The general theory of relativity, published by Albert Einstein in 1915, describes how gravity works and its relationship to time and space. But because it does not take into account observations of quantum phenomena, researchers look for deviations from the theory at increasing levels of accuracy and in different situations. Such violations may indicate new interactions or forces that could unite relativity with quantum physics. The weak equivalence principle (WEP) test is one way to search for potential expansions of general relativity.
According to WEP, objects in a gravitational field fall the same way when no other forces act on them, even if they have different masses or compositions. To test the principle, the MICROSCOPE team designed their experiment to measure the Eötvös ratio – which relates the accelerations of two free-falling objects – with extremely high accuracy. If the acceleration of an object differs from another by more than one part in 1015ththe experiment will measure it and detect this WEP violation.
To measure the Eötvös ratio, the researchers monitored the acceleration of test blocks of platinum and titanium alloys as they orbited the Earth in the MICROSCOPE satellite. The experimental instrument uses electricity
To keep pairs of test blocks in the same position relative to each other and to look for possible differences in these forces, which would indicate differences in the acceleration of the objects.
The main challenge for the experiment was finding ways to test the instrument on Earth to ensure it would work as designed in space. “The difficulty is that the instrument we are launching cannot work on the ground,” says Manuel Rodriguez, a scientist at the French Aeronautical Laboratory. ONERA and a member of the MICROSCOPE team. “So it’s kind of a blind test.”
The MICROSCOPE mission tested the weak equivalence principle by measuring the acceleration of free-falling objects on an Earth-orbiting satellite. The researchers found that the acceleration of pairs of objects varies by no more than one part in 10 .15th, exclude any violations of the weak equivalence principle or deviations from the current understanding of general relativity at this level. Final results will be published in physical review messages And a special number of Classical and quantum gravity On the 14th of September. Credit: (c) CNES 2015
Once the machine was ready, the team launched it in 2016. They launched Preliminary results in 2017but they continued to analyze the data, taking into account systemic glitches and uncertainties, after the mission ended in 2018. They eventually found no WEP violation, and placed the most stringent constraints on the principle yet.

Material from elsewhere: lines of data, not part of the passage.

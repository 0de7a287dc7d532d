//! Configuration loading and resolution
//!
//! Settings resolve in priority order:
//! 1. Command-line argument (highest priority)
//! 2. Environment variable
//! 3. TOML config file
//! 4. Compiled default (fallback)

use crate::{Error, Result};
use std::net::SocketAddr;
use std::path::PathBuf;

/// Default bind address for the HTTP API
pub const DEFAULT_BIND_ADDR: &str = "127.0.0.1:5780";

/// Default page size for paginated queries
pub const DEFAULT_PAGE_SIZE: i64 = 100;

/// Resolved service configuration
#[derive(Debug, Clone)]
pub struct ServiceConfig {
    /// Path of the SQLite database file
    pub database_path: PathBuf,
    /// Address the HTTP listener binds to
    pub bind_addr: SocketAddr,
    /// Page size used when the client supplies a page number without a size
    pub default_page_size: i64,
}

impl ServiceConfig {
    /// Resolve configuration from CLI arguments, environment, config file
    /// and compiled defaults, in that priority order.
    pub fn resolve(cli_database: Option<&str>, cli_bind: Option<&str>) -> Result<Self> {
        let file = load_config_file();

        let database_path = resolve_setting(
            cli_database,
            "TAXFORM_DATABASE",
            file.as_ref(),
            "database_path",
        )
        .map(PathBuf::from)
        .unwrap_or_else(default_database_path);

        let bind_addr = resolve_setting(cli_bind, "TAXFORM_BIND", file.as_ref(), "bind_addr")
            .unwrap_or_else(|| DEFAULT_BIND_ADDR.to_string())
            .parse::<SocketAddr>()
            .map_err(|e| Error::Config(format!("Invalid bind address: {}", e)))?;

        let default_page_size = file
            .as_ref()
            .and_then(|c| c.get("default_page_size"))
            .and_then(|v| v.as_integer())
            .unwrap_or(DEFAULT_PAGE_SIZE);
        if default_page_size < 1 {
            return Err(Error::Config(format!(
                "default_page_size must be positive, got {}",
                default_page_size
            )));
        }

        Ok(Self {
            database_path,
            bind_addr,
            default_page_size,
        })
    }
}

/// Resolve one string setting through the four-tier priority order
fn resolve_setting(
    cli_arg: Option<&str>,
    env_var_name: &str,
    file: Option<&toml::Value>,
    file_key: &str,
) -> Option<String> {
    // Priority 1: Command-line argument
    if let Some(value) = cli_arg {
        return Some(value.to_string());
    }

    // Priority 2: Environment variable
    if let Ok(value) = std::env::var(env_var_name) {
        return Some(value);
    }

    // Priority 3: TOML config file
    file.and_then(|c| c.get(file_key))
        .and_then(|v| v.as_str())
        .map(|s| s.to_string())
}

/// Load the platform config file, if one exists
fn load_config_file() -> Option<toml::Value> {
    let path = dirs::config_dir().map(|d| d.join("taxform").join("config.toml"))?;
    let content = std::fs::read_to_string(path).ok()?;
    toml::from_str::<toml::Value>(&content).ok()
}

/// Get the OS-dependent default database path
fn default_database_path() -> PathBuf {
    dirs::data_local_dir()
        .map(|d| d.join("taxform"))
        .unwrap_or_else(|| PathBuf::from("./taxform_data"))
        .join("taxform.db")
}

#[cfg(test)]
mod tests {
    use super::*;

    #[test]
    fn test_cli_argument_wins() {
        let resolved = resolve_setting(Some("/tmp/cli.db"), "TAXFORM_TEST_UNSET", None, "database_path");
        assert_eq!(resolved.as_deref(), Some("/tmp/cli.db"));
    }

    #[test]
    fn test_file_value_used_when_no_cli_or_env() {
        let file: toml::Value = toml::from_str(r#"database_path = "/tmp/file.db""#).unwrap();
        let resolved = resolve_setting(None, "TAXFORM_TEST_UNSET", Some(&file), "database_path");
        assert_eq!(resolved.as_deref(), Some("/tmp/file.db"));
    }

    #[test]
    fn test_defaults_when_nothing_supplied() {
        let config = ServiceConfig::resolve(None, None).expect("defaults should resolve");
        assert_eq!(config.bind_addr.to_string(), DEFAULT_BIND_ADDR);
        assert_eq!(config.default_page_size, DEFAULT_PAGE_SIZE);
    }

    #[test]
    fn test_invalid_bind_addr_is_config_error() {
        let result = ServiceConfig::resolve(None, Some("not-an-addr"));
        assert!(matches!(result, Err(Error::Config(_))));
    }
}
//! Tax-form CRU endpoints

use axum::{
    extract::{Query, State},
    http::StatusCode,
    Json,
};
use serde_json::Value;
use taxform_common::db::TaxFormRecord;
use tracing::info;

use crate::api::ApiError;
use crate::service::TaxFormFilter;
use crate::AppState;

/// GET /tax-forms
///
/// Returns records matching the optional filters, unmodified.
pub async fn list_tax_forms(
    State(state): State<AppState>,
    Query(filter): Query<TaxFormFilter>,
) -> Result<Json<Vec<TaxFormRecord>>, ApiError> {
    info!("Fetching user tax forms");
    let records = state.service.list(&filter).await?;
    Ok(Json(records))
}

/// POST /tax-forms
///
/// Runs the full write pipeline and returns the created record. The body is
/// taken as raw JSON so schema validation sees exactly what the client sent.
pub async fn create_tax_form(
    State(state): State<AppState>,
    Json(body): Json<Value>,
) -> Result<(StatusCode, Json<TaxFormRecord>), ApiError> {
    info!("Creating a new user tax form");
    let created = state.service.create(body).await?;
    Ok((StatusCode::CREATED, Json(created)))
}

/// PUT /tax-forms
///
/// Same pipeline as create without the duplicate check.
pub async fn update_tax_form(
    State(state): State<AppState>,
    Json(body): Json<Value>,
) -> Result<Json<TaxFormRecord>, ApiError> {
    info!("Updating tax form");
    let updated = state.service.update(body).await?;
    Ok(Json(updated))
}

The team’s work paves the way for more accurate testing of WEP with satellite trials. Their analysis includes ways to improve the experimental setup, such as reducing cracks in the satellite’s coating that affected accelerometer measurements and replacing wires in the setup with contactless devices. A satellite experiment implementing these upgrades should be able to measure potential violations of WEP at the level of one part in 1017Researchers say. But the MICROSCOPE results will likely remain the most accurate limitation of WEP for a while.
“For at least a decade or maybe two decades, we don’t see any improvement in the space satellite experience,” Rodriguez says.
The MICROSCOPE mission: Final results of the equivalence principle test, physical review messages (2022).